Ghanaian Rule: Gays Be Silent
Discrimination Is Alive and Well South of the Sahara
San
Francisco Chronicle, November 23, 2003
901 Mission St., San Francisco, CA 94103
Fax: 415-896-1107
Email: letters@sfchronicle.com
http://www.sfgate.com/cgi-bin/article.cgi?file=/chronicle/archive/2003/11/23/INGRE344821.DTL
By G. Pascal Zachary
Accra , Ghana—The lead story in a recent issue of
the Daily Graphic, the most influential newspaper in this West African nation,
was designed to shock:
“Four Gay Men Jailed.”
The crime committed by these anonymous Africans was homosexuality. The
evidence against the men included their own photographs and confessions.

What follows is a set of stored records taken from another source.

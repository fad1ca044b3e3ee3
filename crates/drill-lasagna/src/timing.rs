// ─────────────────────────────────────────────────────────────────────
// Practice Drills — Timing
// © 1998–2026 Miroslav Šotek. All rights reserved.
// Contact: www.anulum.li | protoscience@anulum.li
// ORCID: https://orcid.org/0009-0009-3560-0851
// License: GNU AGPL v3 | Commercial licensing available
// ─────────────────────────────────────────────────────────────────────
//! Bake and preparation times, in minutes.

use drill_types::config::KitchenConfig;
use drill_types::constants::{EXPECTED_BAKE_TIME, PREPARATION_TIME};
use drill_types::error::{DrillError, DrillResult};
use tracing::debug;

/// Minutes left in the oven. Negative once the lasagna is over-baked.
///
/// The free functions use plain `i64` arithmetic and panic on overflow in
/// debug builds. Use [`Kitchen::try_elapsed_time_in_minutes`] for untrusted input.
pub fn bake_time_remaining(elapsed_bake_time: i64) -> i64 {
    EXPECTED_BAKE_TIME - elapsed_bake_time
}

/// Minutes needed to assemble `number_of_layers` layers.
/// `number_of_layers` must stay within `i64::MAX / 2` in magnitude.
pub fn preparation_time_in_minutes(number_of_layers: i64) -> i64 {
    number_of_layers * PREPARATION_TIME
}

/// Total minutes spent so far: preparation plus time already in the oven.
pub fn elapsed_time_in_minutes(number_of_layers: i64, elapsed_bake_time: i64) -> i64 {
    preparation_time_in_minutes(number_of_layers) + elapsed_bake_time
}

/// Timing calculator for a custom recipe.
#[derive(Debug, Clone, Copy, PartialEq, Default)]
pub struct Kitchen {
    pub config: KitchenConfig,
}

impl Kitchen {
    /// Validated recipe.
    pub fn new(config: KitchenConfig) -> DrillResult<Self> {
        config.validate()?;
        Ok(Kitchen { config })
    }

    pub fn bake_time_remaining(&self, elapsed_bake_time: i64) -> i64 {
        self.config.expected_bake_time - elapsed_bake_time
    }

    pub fn preparation_time_in_minutes(&self, number_of_layers: i64) -> i64 {
        number_of_layers * self.config.preparation_time_per_layer
    }

    pub fn elapsed_time_in_minutes(&self, number_of_layers: i64, elapsed_bake_time: i64) -> i64 {
        self.preparation_time_in_minutes(number_of_layers) + elapsed_bake_time
    }

    /// Like [`Kitchen::elapsed_time_in_minutes`], but rejects negative inputs
    /// and arithmetic overflow instead of returning a meaningless total.
    pub fn try_elapsed_time_in_minutes(
        &self,
        number_of_layers: i64,
        elapsed_bake_time: i64,
    ) -> DrillResult<i64> {
        if number_of_layers < 0 {
            return Err(DrillError::InvalidInput(format!(
                "number_of_layers must be non-negative, got {number_of_layers}"
            )));
        }
        if elapsed_bake_time < 0 {
            return Err(DrillError::InvalidInput(format!(
                "elapsed_bake_time must be non-negative, got {elapsed_bake_time}"
            )));
        }
        let total = number_of_layers
            .checked_mul(self.config.preparation_time_per_layer)
            .and_then(|prep| prep.checked_add(elapsed_bake_time))
            .ok_or_else(|| {
                DrillError::InvalidInput(format!(
                    "elapsed time overflows for {number_of_layers} layers"
                ))
            })?;
        debug!(number_of_layers, elapsed_bake_time, total, "elapsed kitchen time");
        Ok(total)
    }
}
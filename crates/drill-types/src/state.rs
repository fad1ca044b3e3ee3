// ─────────────────────────────────────────────────────────────────────
// Practice Drills — State
// © 1998–2026 Miroslav Šotek. All rights reserved.
// Contact: www.anulum.li | protoscience@anulum.li
// ORCID: https://orcid.org/0009-0009-3560-0851
// License: GNU AGPL v3 | Commercial licensing available
// ─────────────────────────────────────────────────────────────────────
use std::fmt;
use std::str::FromStr;

use serde::{Deserialize, Serialize};

use crate::error::DrillError;

/// Efficiency zone of a reactor, from best to worst.
#[derive(Debug, Clone, Copy, PartialEq, Eq, Hash, Serialize, Deserialize)]
#[serde(rename_all = "lowercase")]
pub enum EfficiencyBand {
    Green,
    Orange,
    Red,
    Black,
}

impl EfficiencyBand {
    pub const ALL: [EfficiencyBand; 4] = [
        EfficiencyBand::Green,
        EfficiencyBand::Orange,
        EfficiencyBand::Red,
        EfficiencyBand::Black,
    ];

    pub fn as_str(self) -> &'static str {
        match self {
            EfficiencyBand::Green => "green",
            EfficiencyBand::Orange => "orange",
            EfficiencyBand::Red => "red",
            EfficiencyBand::Black => "black",
        }
    }
}

impl fmt::Display for EfficiencyBand {
    fn fmt(&self, f: &mut fmt::Formatter<'_>) -> fmt::Result {
        f.write_str(self.as_str())
    }
}

impl FromStr for EfficiencyBand {
    type Err = DrillError;

    fn from_str(s: &str) -> Result<Self, Self::Err> {
        EfficiencyBand::ALL
            .into_iter()
            .find(|band| band.as_str() == s)
            .ok_or_else(|| DrillError::UnknownLabel(s.to_string()))
    }
}

/// Fail-safe status code for the reactor.
#[derive(Debug, Clone, Copy, PartialEq, Eq, Hash, Serialize, Deserialize)]
#[serde(rename_all = "UPPERCASE")]
pub enum SafetyStatus {
    Low,
    Normal,
    Danger,
}

impl SafetyStatus {
    pub const ALL: [SafetyStatus; 3] = [
        SafetyStatus::Low,
        SafetyStatus::Normal,
        SafetyStatus::Danger,
    ];

    pub fn as_str(self) -> &'static str {
        match self {
            SafetyStatus::Low => "LOW",
            SafetyStatus::Normal => "NORMAL",
            SafetyStatus::Danger => "DANGER",
        }
    }
}

impl fmt::Display for SafetyStatus {
    fn fmt(&self, f: &mut fmt::Formatter<'_>) -> fmt::Result {
        f.write_str(self.as_str())
    }
}

impl FromStr for SafetyStatus {
    type Err = DrillError;

    fn from_str(s: &str) -> Result<Self, Self::Err> {
        SafetyStatus::ALL
            .into_iter()
            .find(|status| status.as_str() == s)
            .ok_or_else(|| DrillError::UnknownLabel(s.to_string()))
    }
}

/// Core temperature [K] and neutron flux [1/s] sampled together.
#[derive(Debug, Clone, Copy, PartialEq, Serialize, Deserialize)]
pub struct ReactorReading {
    pub temperature: f64,
    pub neutrons_per_second: f64,
}

impl ReactorReading {
    pub fn new(temperature: f64, neutrons_per_second: f64) -> Self {
        ReactorReading {
            temperature,
            neutrons_per_second,
        }
    }

    /// Temperature × neutron flux.
    pub fn power(&self) -> f64 {
        self.temperature * self.neutrons_per_second
    }
}

/// Electrical output against the power that corresponds to 100% efficiency.
#[derive(Debug, Clone, Copy, PartialEq, Serialize, Deserialize)]
pub struct PowerReading {
    pub voltage: f64,
    pub current: f64,
    pub theoretical_max_power: f64,
}

impl PowerReading {
    pub fn new(voltage: f64, current: f64, theoretical_max_power: f64) -> Self {
        PowerReading {
            voltage,
            current,
            theoretical_max_power,
        }
    }

    pub fn generated_power(&self) -> f64 {
        self.voltage * self.current
    }

    /// (generated / theoretical max) × 100. Not clamped: overdriven
    /// reactors report above 100, a zero max power gives ∞ or NaN.
    pub fn efficiency_percent(&self) -> f64 {
        (self.generated_power() / self.theoretical_max_power) * 100.0
    }
}
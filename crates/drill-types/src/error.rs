use thiserror::Error;

#[derive(Error, Debug)]
pub enum DrillError {
    #[error("Invalid input: {0}")]
    InvalidInput(String),

    #[error("Configuration error: {0}")]
    ConfigError(String),

    #[error("Unknown label: {0:?}")]
    UnknownLabel(String),

    #[error("IO error: {0}")]
    Io(#[from] std::io::Error),

    #[error("JSON error: {0}")]
    Json(#[from] serde_json::Error),
}

pub type DrillResult<T> = Result<T, DrillError>;

/// Reject NaN and infinite readings with a named error.
pub fn ensure_finite(name: &str, value: f64) -> DrillResult<f64> {
    if value.is_finite() {
        Ok(value)
    } else {
        Err(DrillError::InvalidInput(format!(
            "{name} must be finite, got {value}"
        )))
    }
}
// ─────────────────────────────────────────────────────────────────────
// Practice Drills — Criticality
// © 1998–2026 Miroslav Šotek. All rights reserved.
// Contact: www.anulum.li | protoscience@anulum.li
// ORCID: https://orcid.org/0009-0009-3560-0851
// License: GNU AGPL v3 | Commercial licensing available
// ─────────────────────────────────────────────────────────────────────
//! Criticality balance.
//!
//! Balanced when all three hold, each bound exclusive:
//! - temperature below 800 K
//! - more than 500 neutrons emitted per second
//! - temperature × neutrons below 500 000

use drill_types::config::ReactorLimits;

/// Stock-limit criticality check.
pub fn is_criticality_balanced(temperature: f64, neutrons_emitted: f64) -> bool {
    is_balanced_within(&ReactorLimits::default(), temperature, neutrons_emitted)
}

/// Criticality check against custom limits. NaN readings are never balanced.
pub fn is_balanced_within(limits: &ReactorLimits, temperature: f64, neutrons_emitted: f64) -> bool {
    let temperature_ok = temperature < limits.safe_temperature;
    let neutrons_ok = neutrons_emitted > limits.safe_neutrons_emitted;
    let product_ok = temperature * neutrons_emitted < limits.safe_criticality_product;
    temperature_ok && neutrons_ok && product_ok
}
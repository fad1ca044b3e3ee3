// ─────────────────────────────────────────────────────────────────────
// Practice Drills — Config
// © 1998–2026 Miroslav Šotek. All rights reserved.
// Contact: www.anulum.li | protoscience@anulum.li
// ORCID: https://orcid.org/0009-0009-3560-0851
// License: GNU AGPL v3 | Commercial licensing available
// ─────────────────────────────────────────────────────────────────────
use serde::{Deserialize, Serialize};
use tracing::debug;

use crate::constants::{
    EXPECTED_BAKE_TIME, FAIL_SAFE_TOLERANCE, GREEN_EFFICIENCY, ORANGE_EFFICIENCY,
    PREPARATION_TIME, RED_EFFICIENCY, SAFE_CRITICALITY_PRODUCT, SAFE_NEUTRONS_EMITTED,
    SAFE_TEMPERATURE,
};
use crate::error::{DrillError, DrillResult};

/// Top-level drill configuration.
/// Every field is optional in JSON; `{}` yields the stock limits.
#[derive(Debug, Clone, PartialEq, Default, Serialize, Deserialize)]
pub struct DrillConfig {
    #[serde(default)]
    pub kitchen: KitchenConfig,
    #[serde(default)]
    pub reactor: ReactorLimits,
}

/// Recipe timings, in minutes.
#[derive(Debug, Clone, Copy, PartialEq, Serialize, Deserialize)]
pub struct KitchenConfig {
    #[serde(default = "default_expected_bake_time")]
    pub expected_bake_time: i64,
    #[serde(default = "default_preparation_time")]
    pub preparation_time_per_layer: i64,
}

/// Reactor thresholds shared by the criticality, efficiency and fail-safe checks.
#[derive(Debug, Clone, Copy, PartialEq, Serialize, Deserialize)]
pub struct ReactorLimits {
    /// Temperature ceiling [K], exclusive.
    #[serde(default = "default_safe_temperature")]
    pub safe_temperature: f64,
    /// Neutron emission floor [1/s], exclusive.
    #[serde(default = "default_safe_neutrons")]
    pub safe_neutrons_emitted: f64,
    /// Ceiling on temperature × neutrons, exclusive.
    #[serde(default = "default_safe_product")]
    pub safe_criticality_product: f64,
    #[serde(default = "default_green")]
    pub green_efficiency: f64,
    #[serde(default = "default_orange")]
    pub orange_efficiency: f64,
    #[serde(default = "default_red")]
    pub red_efficiency: f64,
    /// NORMAL band is threshold × [1 - tol, 1 + tol].
    #[serde(default = "default_tolerance")]
    pub fail_safe_tolerance: f64,
}

fn default_expected_bake_time() -> i64 {
    EXPECTED_BAKE_TIME
}
fn default_preparation_time() -> i64 {
    PREPARATION_TIME
}
fn default_safe_temperature() -> f64 {
    SAFE_TEMPERATURE
}
fn default_safe_neutrons() -> f64 {
    SAFE_NEUTRONS_EMITTED
}
fn default_safe_product() -> f64 {
    SAFE_CRITICALITY_PRODUCT
}
fn default_green() -> f64 {
    GREEN_EFFICIENCY
}
fn default_orange() -> f64 {
    ORANGE_EFFICIENCY
}
fn default_red() -> f64 {
    RED_EFFICIENCY
}
fn default_tolerance() -> f64 {
    FAIL_SAFE_TOLERANCE
}

impl Default for KitchenConfig {
    fn default() -> Self {
        KitchenConfig {
            expected_bake_time: default_expected_bake_time(),
            preparation_time_per_layer: default_preparation_time(),
        }
    }
}

impl Default for ReactorLimits {
    fn default() -> Self {
        ReactorLimits {
            safe_temperature: default_safe_temperature(),
            safe_neutrons_emitted: default_safe_neutrons(),
            safe_criticality_product: default_safe_product(),
            green_efficiency: default_green(),
            orange_efficiency: default_orange(),
            red_efficiency: default_red(),
            fail_safe_tolerance: default_tolerance(),
        }
    }
}

impl KitchenConfig {
    pub fn validate(&self) -> DrillResult<()> {
        if self.expected_bake_time < 0 {
            return Err(DrillError::ConfigError(format!(
                "expected_bake_time must be non-negative, got {}",
                self.expected_bake_time
            )));
        }
        if self.preparation_time_per_layer < 0 {
            return Err(DrillError::ConfigError(format!(
                "preparation_time_per_layer must be non-negative, got {}",
                self.preparation_time_per_layer
            )));
        }
        Ok(())
    }
}

impl ReactorLimits {
    pub fn validate(&self) -> DrillResult<()> {
        let named = [
            ("safe_temperature", self.safe_temperature),
            ("safe_neutrons_emitted", self.safe_neutrons_emitted),
            ("safe_criticality_product", self.safe_criticality_product),
            ("green_efficiency", self.green_efficiency),
            ("orange_efficiency", self.orange_efficiency),
            ("red_efficiency", self.red_efficiency),
            ("fail_safe_tolerance", self.fail_safe_tolerance),
        ];
        for (name, value) in named {
            if !value.is_finite() {
                return Err(DrillError::ConfigError(format!(
                    "{name} must be finite, got {value}"
                )));
            }
        }
        if self.red_efficiency <= 0.0 {
            return Err(DrillError::ConfigError(format!(
                "red_efficiency must be positive, got {}",
                self.red_efficiency
            )));
        }
        if !(self.green_efficiency > self.orange_efficiency
            && self.orange_efficiency > self.red_efficiency)
        {
            return Err(DrillError::ConfigError(format!(
                "efficiency floors must be strictly descending: green={} orange={} red={}",
                self.green_efficiency, self.orange_efficiency, self.red_efficiency
            )));
        }
        if !(0.0..1.0).contains(&self.fail_safe_tolerance) {
            return Err(DrillError::ConfigError(format!(
                "fail_safe_tolerance must be in [0, 1), got {}",
                self.fail_safe_tolerance
            )));
        }
        Ok(())
    }
}

impl DrillConfig {
    /// Load from a JSON file and validate.
    pub fn from_file(path: &str) -> DrillResult<Self> {
        let contents = std::fs::read_to_string(path)?;
        debug!(path, bytes = contents.len(), "loading drill config");
        Self::from_json_str(&contents)
    }

    /// Parse JSON text and validate.
    pub fn from_json_str(json: &str) -> DrillResult<Self> {
        let config: Self = serde_json::from_str(json)?;
        config.validate()?;
        Ok(config)
    }

    pub fn validate(&self) -> DrillResult<()> {
        self.kitchen.validate()?;
        self.reactor.validate()
    }
}
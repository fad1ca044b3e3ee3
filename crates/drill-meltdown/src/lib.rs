// ─────────────────────────────────────────────────────────────────────
// Practice Drills — Meltdown Mitigation
// © 1998–2026 Miroslav Šotek. All rights reserved.
// Contact: www.anulum.li | protoscience@anulum.li
// ORCID: https://orcid.org/0009-0009-3560-0851
// License: GNU AGPL v3 | Commercial licensing available
// ─────────────────────────────────────────────────────────────────────
//! Safety checks for a toy reactor.
//!
//! Criticality balance, efficiency banding, fail-safe status, and a
//! configurable monitor bundling all three.

pub mod criticality;
pub mod efficiency;
pub mod fail_safe;
pub mod monitor;

pub use criticality::is_criticality_balanced;
pub use efficiency::{reactor_efficiency, try_reactor_efficiency};
pub use fail_safe::fail_safe;
pub use monitor::{ReactorAssessment, ReactorMonitor};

Homosexual acts are crimes in Ghana—and across much of sub-Saharan
Africa. The great movement to fight discrimination against people living with
HIV/AIDS—a movement which President Bush has joined by promising $15 billion
in aid for Africa over the next five years—has not elicited any sympathies
for homosexuals in Ghana. As the BBC, the most cited English-language news
source on Africa, recently reported, it remains “tough to be gay” south of
the Sahara.
In Ghana, a homosexual society thrives in the gray area between law and
justice, which is why the recent arrests shocked both gay and straight. A
country of 20 million people, Ghana is an unusually tolerant place. People of
different religions, ethnic groups and races (there is a significant number of
whites, Asians and Middle Easterners in the country) mix well. Ghana has never
had a civil war: a badge of honor in conflict-prone sub-Saharan Africa. Three
years ago, Ghana witnessed a peaceful transfer of power from one popularly
elected government to the next.
Human rights are widely discussed, and increasingly taken seriously. There
are major campaigns to promote the rights of women and children. Acceptance of
people living with HIV/AIDS has steadily grown. Homosexuality remains a taboo,
but gays seem to be safe. Physical attacks against them are rare. In the
capital city of Accra, a trendy street club named Strawberries is well-known
as a gay hangout, and there are a few prominent, if still discreet, clubs
where homosexual men and women party. One gay man even has his own television
show, and while he is publicly in the closet his sexual preferences are no
secret.
Precisely because gays seem so accepted in Ghana, the sensational report on
homosexual arrests in the Graphic—it is owned by the government and sells
more copies than all other newspapers combined—sent a disturbing message.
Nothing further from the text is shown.